Work out how many lines in the entries contain the string "Create", and give nothing but that number.

◇ ◇ ◇ ◇

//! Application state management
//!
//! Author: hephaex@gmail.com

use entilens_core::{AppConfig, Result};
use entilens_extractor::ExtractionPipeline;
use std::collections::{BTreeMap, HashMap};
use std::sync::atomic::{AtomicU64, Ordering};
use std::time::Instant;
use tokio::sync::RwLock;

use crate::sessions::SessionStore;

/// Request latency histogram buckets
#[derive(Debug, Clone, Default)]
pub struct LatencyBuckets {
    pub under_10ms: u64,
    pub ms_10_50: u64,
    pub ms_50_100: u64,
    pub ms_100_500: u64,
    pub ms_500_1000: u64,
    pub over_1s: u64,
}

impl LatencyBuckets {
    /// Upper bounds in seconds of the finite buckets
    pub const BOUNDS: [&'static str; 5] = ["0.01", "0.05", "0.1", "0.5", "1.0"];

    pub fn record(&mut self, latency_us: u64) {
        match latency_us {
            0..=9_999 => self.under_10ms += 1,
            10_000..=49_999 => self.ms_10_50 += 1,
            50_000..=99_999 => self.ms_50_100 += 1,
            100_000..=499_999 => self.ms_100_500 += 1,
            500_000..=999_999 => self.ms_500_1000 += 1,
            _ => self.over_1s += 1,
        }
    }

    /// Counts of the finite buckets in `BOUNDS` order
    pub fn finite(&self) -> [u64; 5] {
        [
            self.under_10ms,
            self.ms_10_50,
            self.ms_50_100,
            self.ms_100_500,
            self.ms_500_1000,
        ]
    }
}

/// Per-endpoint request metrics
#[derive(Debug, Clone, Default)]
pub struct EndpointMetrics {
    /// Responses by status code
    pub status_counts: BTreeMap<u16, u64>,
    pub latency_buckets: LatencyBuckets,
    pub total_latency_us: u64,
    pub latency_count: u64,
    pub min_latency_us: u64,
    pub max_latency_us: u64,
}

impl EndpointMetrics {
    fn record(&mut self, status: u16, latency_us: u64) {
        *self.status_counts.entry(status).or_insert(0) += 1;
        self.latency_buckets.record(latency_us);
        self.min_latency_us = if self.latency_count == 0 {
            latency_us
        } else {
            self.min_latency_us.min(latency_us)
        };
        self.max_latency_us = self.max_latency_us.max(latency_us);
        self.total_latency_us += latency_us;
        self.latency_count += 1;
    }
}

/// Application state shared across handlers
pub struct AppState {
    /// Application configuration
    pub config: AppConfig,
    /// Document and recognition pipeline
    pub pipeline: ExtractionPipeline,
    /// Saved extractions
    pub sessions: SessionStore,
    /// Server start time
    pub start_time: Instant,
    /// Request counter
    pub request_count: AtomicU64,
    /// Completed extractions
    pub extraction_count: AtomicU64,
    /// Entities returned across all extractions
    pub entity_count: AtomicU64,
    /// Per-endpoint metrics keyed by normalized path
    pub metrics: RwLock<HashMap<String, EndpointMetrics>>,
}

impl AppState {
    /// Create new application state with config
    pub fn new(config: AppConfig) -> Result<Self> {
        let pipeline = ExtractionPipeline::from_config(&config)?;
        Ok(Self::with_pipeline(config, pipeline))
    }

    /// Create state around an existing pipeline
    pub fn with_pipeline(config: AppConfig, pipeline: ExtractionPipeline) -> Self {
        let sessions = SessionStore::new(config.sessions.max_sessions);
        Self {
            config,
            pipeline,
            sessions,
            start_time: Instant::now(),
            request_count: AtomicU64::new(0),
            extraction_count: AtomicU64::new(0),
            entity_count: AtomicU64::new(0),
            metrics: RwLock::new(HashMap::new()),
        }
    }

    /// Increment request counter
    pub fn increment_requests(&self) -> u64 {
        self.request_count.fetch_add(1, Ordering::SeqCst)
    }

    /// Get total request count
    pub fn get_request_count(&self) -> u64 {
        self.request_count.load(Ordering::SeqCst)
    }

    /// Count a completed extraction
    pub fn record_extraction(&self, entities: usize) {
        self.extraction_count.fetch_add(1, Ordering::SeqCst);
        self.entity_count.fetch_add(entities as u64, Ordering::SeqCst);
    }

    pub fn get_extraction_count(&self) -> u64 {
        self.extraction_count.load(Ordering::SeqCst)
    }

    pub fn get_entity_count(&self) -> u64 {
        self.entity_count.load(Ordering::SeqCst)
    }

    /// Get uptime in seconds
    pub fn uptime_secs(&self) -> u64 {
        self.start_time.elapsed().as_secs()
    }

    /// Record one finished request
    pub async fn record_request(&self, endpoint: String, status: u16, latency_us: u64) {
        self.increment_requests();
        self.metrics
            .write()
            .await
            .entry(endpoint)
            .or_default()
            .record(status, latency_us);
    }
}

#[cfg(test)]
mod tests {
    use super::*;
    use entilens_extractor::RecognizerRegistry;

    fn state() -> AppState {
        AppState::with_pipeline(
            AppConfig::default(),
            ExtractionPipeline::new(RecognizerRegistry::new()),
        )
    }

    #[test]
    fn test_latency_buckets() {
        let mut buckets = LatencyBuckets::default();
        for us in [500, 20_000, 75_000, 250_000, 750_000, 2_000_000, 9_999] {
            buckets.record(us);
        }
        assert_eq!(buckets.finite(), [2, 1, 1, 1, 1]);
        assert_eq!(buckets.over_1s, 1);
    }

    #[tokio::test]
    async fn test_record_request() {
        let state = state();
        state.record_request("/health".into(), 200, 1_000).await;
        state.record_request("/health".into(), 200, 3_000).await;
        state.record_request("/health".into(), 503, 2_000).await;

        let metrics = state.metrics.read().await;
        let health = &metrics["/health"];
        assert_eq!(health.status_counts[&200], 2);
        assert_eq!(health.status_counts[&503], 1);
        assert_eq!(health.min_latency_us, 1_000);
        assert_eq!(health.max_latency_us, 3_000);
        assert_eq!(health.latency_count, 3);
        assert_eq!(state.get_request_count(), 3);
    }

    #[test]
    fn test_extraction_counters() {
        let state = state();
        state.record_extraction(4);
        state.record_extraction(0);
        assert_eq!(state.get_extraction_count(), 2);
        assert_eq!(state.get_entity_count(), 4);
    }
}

◇ ◇ ◇ ◇

▶ [Your response]:
2